Problem details: Among the lines below, a stretch begins at the one with "caller can retry)." and ends at the one with "pub use groups::GroupStore;". Repeat that stretch exactly, ends included.

Records provided:

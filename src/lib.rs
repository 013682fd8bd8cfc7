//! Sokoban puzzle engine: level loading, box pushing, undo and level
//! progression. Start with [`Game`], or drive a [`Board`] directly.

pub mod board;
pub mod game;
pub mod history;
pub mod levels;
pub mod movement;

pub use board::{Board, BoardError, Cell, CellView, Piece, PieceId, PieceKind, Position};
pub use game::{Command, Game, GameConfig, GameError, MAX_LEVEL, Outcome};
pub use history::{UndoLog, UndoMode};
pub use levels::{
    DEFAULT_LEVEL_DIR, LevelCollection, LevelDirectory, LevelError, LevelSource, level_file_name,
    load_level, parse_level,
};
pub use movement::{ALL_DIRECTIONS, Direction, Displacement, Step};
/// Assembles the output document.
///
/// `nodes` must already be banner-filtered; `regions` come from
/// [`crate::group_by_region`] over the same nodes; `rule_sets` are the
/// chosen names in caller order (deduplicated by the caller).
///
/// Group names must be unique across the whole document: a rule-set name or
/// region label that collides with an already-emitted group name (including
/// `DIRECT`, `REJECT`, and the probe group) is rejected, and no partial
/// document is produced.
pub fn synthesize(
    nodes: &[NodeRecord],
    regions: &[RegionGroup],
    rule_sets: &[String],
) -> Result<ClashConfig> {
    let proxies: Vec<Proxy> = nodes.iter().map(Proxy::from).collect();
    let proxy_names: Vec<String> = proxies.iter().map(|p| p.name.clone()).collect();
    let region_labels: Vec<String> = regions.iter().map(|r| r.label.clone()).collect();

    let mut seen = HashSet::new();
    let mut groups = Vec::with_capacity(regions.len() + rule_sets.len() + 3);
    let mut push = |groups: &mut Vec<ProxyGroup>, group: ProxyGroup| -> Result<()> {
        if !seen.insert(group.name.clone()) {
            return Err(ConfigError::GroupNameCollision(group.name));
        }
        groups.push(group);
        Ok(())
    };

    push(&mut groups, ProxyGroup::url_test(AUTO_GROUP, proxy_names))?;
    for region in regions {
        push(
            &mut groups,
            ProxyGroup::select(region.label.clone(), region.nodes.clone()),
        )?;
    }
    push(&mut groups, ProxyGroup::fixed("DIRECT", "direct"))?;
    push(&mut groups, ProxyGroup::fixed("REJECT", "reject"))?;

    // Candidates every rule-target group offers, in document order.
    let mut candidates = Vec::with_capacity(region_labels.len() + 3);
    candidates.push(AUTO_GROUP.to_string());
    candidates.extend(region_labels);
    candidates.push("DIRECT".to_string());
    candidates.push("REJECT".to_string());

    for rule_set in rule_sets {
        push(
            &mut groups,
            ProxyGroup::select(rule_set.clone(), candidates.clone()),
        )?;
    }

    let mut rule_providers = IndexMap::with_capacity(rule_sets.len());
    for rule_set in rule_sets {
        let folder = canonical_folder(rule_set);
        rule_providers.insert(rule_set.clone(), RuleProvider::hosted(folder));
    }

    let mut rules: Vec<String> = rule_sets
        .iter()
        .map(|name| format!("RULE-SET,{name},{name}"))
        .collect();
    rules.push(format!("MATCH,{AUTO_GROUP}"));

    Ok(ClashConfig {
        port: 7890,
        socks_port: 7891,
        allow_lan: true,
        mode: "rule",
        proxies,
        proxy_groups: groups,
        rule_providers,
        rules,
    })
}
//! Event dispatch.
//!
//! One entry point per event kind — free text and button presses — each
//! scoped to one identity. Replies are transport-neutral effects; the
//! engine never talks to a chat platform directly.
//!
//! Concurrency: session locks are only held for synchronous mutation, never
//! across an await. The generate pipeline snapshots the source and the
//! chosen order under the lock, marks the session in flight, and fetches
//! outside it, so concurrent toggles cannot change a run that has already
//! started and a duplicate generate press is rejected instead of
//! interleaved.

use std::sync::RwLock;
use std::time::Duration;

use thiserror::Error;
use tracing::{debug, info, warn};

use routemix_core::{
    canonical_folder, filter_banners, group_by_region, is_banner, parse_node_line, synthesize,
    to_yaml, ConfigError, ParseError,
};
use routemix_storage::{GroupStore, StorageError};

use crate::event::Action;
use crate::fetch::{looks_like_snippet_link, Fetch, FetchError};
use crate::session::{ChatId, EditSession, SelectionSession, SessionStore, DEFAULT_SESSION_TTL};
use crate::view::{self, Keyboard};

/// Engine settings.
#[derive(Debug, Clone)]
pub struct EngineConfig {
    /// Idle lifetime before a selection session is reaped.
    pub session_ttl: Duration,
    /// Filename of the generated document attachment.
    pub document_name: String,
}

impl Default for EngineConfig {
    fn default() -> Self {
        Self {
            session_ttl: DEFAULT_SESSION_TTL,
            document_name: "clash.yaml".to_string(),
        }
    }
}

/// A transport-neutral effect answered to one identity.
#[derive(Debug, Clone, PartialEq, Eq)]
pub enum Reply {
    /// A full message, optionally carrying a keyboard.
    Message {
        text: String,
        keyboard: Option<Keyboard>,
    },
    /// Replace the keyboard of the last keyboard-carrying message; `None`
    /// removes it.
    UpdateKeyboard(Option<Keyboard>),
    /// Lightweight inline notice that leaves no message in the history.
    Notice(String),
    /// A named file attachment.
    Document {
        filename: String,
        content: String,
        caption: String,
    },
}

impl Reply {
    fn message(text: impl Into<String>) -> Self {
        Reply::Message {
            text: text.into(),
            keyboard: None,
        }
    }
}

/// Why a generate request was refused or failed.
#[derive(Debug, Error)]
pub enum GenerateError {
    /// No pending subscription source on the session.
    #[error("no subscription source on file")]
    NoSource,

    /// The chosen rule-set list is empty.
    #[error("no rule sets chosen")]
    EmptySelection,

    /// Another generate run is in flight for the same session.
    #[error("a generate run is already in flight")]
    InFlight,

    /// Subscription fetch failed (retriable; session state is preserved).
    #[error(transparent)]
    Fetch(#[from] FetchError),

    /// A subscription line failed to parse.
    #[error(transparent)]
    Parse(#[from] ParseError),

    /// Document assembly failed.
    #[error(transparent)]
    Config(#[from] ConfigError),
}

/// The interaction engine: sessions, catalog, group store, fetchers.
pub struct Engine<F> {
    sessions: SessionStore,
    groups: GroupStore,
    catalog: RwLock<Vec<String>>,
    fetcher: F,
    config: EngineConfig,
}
...
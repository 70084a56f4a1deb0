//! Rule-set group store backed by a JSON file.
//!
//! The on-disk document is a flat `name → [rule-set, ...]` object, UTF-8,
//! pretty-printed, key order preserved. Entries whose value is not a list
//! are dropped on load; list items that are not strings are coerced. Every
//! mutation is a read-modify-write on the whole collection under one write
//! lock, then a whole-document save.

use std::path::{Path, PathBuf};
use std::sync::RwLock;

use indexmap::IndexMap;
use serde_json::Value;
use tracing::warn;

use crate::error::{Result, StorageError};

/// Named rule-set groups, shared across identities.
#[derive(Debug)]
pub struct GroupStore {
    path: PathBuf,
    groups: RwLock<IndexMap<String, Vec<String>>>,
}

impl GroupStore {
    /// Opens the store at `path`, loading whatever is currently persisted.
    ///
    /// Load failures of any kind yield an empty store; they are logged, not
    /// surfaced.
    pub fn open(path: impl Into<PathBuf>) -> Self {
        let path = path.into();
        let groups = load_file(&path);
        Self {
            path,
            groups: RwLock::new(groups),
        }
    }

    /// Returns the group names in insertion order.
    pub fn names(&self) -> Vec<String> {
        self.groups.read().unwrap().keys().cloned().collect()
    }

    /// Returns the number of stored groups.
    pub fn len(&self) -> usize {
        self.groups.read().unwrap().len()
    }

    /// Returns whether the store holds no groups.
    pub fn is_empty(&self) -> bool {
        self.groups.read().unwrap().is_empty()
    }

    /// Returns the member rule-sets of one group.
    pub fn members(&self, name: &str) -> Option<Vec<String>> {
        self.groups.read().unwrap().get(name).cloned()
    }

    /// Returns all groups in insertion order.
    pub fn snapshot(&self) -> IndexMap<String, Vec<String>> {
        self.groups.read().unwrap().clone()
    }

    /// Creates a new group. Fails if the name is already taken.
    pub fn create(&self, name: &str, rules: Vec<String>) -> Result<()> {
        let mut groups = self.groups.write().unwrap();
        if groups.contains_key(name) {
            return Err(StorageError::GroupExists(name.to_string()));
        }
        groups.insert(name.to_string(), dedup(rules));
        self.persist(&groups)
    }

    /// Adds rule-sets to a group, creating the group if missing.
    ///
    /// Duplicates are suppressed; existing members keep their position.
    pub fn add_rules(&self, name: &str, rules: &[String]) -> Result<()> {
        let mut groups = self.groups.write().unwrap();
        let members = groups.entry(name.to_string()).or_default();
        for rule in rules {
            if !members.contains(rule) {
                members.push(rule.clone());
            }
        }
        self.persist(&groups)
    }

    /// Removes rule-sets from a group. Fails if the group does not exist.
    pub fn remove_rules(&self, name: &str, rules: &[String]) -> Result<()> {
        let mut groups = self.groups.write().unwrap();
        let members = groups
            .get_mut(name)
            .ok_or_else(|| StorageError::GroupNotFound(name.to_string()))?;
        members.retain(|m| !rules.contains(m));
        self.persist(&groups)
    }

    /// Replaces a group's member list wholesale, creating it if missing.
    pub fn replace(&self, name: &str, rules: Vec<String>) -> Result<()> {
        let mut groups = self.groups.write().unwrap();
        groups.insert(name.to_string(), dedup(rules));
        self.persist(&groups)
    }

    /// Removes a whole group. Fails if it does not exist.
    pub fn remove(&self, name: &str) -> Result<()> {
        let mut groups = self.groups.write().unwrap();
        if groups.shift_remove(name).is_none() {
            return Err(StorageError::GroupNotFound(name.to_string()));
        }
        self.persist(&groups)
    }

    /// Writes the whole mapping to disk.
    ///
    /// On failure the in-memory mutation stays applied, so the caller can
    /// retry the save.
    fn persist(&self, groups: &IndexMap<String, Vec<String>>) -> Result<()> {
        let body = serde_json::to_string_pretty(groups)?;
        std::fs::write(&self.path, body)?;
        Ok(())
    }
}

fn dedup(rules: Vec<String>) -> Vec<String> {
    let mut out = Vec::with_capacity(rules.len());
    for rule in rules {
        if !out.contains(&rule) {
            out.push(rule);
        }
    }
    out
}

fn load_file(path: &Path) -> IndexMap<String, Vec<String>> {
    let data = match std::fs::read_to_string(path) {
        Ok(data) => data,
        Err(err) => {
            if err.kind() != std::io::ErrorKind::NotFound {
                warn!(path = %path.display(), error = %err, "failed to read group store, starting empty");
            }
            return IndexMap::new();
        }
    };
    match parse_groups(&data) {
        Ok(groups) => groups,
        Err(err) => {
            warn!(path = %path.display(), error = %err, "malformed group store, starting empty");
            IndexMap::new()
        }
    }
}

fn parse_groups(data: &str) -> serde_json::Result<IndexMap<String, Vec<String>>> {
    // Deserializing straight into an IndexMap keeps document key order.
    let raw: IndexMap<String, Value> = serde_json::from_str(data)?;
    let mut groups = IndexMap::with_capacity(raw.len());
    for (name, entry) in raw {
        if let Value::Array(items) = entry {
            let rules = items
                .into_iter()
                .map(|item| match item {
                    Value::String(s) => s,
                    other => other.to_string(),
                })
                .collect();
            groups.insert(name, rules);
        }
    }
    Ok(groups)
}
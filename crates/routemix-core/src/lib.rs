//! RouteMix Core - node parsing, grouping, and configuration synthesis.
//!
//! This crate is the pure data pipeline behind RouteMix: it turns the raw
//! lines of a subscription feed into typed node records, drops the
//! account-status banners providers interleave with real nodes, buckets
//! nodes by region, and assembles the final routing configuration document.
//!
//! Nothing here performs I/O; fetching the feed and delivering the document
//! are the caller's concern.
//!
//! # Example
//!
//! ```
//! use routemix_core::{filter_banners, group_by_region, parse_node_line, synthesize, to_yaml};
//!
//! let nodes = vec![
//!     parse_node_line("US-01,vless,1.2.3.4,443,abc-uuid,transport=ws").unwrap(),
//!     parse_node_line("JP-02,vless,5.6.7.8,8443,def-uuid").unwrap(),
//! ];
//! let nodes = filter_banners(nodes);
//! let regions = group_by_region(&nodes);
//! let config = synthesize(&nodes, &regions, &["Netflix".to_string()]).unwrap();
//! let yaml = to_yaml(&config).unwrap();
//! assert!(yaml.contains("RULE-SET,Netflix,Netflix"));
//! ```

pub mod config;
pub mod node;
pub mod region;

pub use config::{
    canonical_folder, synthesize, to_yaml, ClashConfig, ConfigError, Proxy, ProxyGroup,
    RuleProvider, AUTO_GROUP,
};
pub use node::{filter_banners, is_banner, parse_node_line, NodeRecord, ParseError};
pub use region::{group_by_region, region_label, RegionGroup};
--
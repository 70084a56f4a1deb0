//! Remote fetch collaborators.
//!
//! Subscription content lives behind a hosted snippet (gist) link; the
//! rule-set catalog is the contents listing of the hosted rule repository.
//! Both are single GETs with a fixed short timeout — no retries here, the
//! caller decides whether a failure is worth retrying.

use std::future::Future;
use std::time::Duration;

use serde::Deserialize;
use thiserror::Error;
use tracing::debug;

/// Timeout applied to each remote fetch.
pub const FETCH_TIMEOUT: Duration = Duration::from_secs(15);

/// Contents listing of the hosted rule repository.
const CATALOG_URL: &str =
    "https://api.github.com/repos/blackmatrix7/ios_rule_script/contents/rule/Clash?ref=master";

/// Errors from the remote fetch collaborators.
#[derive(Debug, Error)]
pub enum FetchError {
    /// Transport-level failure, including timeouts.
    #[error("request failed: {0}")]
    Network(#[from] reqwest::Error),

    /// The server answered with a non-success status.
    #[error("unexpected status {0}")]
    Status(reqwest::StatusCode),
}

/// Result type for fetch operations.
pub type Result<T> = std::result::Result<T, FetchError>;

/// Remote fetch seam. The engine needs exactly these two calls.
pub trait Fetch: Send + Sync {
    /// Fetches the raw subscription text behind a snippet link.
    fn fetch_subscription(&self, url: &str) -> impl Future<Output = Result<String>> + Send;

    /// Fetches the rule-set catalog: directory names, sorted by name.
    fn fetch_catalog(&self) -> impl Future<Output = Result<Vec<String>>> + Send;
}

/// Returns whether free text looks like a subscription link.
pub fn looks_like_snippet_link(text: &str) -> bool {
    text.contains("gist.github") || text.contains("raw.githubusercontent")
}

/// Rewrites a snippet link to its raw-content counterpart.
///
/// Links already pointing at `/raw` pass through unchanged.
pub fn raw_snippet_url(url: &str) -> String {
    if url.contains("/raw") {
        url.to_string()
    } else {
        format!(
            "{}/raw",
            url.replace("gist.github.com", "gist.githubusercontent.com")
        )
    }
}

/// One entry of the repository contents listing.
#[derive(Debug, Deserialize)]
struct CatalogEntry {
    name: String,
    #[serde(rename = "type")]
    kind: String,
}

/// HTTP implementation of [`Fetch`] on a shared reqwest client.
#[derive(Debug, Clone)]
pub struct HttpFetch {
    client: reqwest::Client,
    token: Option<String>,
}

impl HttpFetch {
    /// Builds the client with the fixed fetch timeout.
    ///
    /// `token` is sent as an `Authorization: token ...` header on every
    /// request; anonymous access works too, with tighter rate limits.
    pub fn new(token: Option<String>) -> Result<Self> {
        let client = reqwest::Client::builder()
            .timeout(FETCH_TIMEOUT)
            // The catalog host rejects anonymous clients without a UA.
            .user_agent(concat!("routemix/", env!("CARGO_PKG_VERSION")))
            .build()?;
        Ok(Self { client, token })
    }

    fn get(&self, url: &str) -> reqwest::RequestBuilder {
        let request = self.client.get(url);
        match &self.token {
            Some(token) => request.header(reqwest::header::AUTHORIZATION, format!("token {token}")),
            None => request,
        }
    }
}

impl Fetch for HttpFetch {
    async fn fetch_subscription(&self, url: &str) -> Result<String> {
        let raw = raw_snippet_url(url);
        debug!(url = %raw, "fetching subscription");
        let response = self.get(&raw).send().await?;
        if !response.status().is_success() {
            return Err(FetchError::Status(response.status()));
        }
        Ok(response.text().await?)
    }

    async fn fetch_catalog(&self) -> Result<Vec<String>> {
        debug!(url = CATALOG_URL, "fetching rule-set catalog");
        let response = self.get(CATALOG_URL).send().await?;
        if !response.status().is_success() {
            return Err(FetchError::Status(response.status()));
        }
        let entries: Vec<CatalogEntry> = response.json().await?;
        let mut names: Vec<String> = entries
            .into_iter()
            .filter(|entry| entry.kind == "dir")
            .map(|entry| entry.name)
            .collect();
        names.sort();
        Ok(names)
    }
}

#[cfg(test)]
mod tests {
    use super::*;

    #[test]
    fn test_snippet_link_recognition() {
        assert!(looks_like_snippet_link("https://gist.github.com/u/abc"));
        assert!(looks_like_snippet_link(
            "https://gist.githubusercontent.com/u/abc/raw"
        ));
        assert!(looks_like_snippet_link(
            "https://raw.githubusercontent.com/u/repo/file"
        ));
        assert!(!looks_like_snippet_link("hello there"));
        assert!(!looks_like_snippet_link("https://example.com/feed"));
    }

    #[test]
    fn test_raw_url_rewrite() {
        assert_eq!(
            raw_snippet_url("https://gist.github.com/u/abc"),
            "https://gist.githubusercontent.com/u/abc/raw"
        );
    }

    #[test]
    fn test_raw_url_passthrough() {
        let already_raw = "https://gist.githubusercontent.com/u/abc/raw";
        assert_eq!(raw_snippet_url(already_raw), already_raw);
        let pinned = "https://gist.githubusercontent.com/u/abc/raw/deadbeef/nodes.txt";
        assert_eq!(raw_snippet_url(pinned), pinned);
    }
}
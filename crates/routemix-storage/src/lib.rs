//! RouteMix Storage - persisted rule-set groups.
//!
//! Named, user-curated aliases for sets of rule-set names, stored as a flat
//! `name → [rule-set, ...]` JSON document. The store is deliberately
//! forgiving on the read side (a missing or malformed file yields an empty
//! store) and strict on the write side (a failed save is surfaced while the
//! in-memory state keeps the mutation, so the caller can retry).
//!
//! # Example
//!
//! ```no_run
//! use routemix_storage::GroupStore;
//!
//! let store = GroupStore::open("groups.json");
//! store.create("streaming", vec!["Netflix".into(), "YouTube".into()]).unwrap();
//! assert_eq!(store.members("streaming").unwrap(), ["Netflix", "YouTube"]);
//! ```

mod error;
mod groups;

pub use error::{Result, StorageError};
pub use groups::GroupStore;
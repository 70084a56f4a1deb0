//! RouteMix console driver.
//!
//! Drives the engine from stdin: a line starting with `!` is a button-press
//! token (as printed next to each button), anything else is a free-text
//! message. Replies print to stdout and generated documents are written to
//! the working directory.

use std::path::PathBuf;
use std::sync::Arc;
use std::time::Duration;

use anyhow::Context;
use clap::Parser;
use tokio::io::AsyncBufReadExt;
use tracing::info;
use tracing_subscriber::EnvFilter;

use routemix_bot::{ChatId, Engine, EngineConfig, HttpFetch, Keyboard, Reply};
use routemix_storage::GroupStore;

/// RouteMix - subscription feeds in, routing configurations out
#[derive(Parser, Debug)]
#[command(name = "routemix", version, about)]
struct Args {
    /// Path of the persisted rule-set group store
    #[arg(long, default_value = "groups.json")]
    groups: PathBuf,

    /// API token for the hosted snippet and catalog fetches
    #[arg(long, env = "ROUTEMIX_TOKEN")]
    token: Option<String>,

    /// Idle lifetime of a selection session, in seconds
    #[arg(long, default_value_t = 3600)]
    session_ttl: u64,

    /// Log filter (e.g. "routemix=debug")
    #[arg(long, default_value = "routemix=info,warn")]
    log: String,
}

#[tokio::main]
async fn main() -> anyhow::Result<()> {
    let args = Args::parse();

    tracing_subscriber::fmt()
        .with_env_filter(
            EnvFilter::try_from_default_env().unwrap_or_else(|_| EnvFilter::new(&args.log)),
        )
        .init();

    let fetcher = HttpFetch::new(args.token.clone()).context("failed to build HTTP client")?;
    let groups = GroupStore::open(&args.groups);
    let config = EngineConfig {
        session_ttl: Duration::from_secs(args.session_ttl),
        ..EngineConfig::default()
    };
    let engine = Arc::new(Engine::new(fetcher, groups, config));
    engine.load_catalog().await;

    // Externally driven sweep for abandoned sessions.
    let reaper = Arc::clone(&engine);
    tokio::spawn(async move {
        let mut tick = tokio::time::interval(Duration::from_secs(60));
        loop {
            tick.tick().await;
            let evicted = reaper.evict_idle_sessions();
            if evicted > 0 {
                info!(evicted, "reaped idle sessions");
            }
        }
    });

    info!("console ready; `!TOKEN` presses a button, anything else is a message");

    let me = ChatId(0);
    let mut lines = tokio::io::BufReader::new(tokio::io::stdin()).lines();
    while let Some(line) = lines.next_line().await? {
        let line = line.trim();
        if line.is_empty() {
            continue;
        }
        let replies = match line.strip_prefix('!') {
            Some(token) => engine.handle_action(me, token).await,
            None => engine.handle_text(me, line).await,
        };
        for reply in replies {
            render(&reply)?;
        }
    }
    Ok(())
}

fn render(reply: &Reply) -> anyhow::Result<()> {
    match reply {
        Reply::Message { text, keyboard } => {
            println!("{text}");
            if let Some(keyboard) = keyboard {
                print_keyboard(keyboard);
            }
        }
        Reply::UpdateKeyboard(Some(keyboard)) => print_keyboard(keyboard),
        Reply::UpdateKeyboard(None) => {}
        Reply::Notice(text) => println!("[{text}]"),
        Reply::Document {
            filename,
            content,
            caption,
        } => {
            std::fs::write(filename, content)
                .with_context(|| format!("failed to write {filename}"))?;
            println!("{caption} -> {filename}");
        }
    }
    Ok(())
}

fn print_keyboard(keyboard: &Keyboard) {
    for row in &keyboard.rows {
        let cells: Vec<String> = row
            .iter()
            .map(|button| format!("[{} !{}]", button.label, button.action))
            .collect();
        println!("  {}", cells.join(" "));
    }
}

Answer to this exercise:
//! in-memory state keeps the mutation, so the caller can retry).
//!
//! # Example
//!
//! ```no_run
//! use routemix_storage::GroupStore;
//!
//! let store = GroupStore::open("groups.json");
//! store.create("streaming", vec!["Netflix".into(), "YouTube".into()]).unwrap();
//! assert_eq!(store.members("streaming").unwrap(), ["Netflix", "YouTube"]);
//! ```

mod error;
mod groups;

pub use error::{Result, StorageError};
pub use groups::GroupStore;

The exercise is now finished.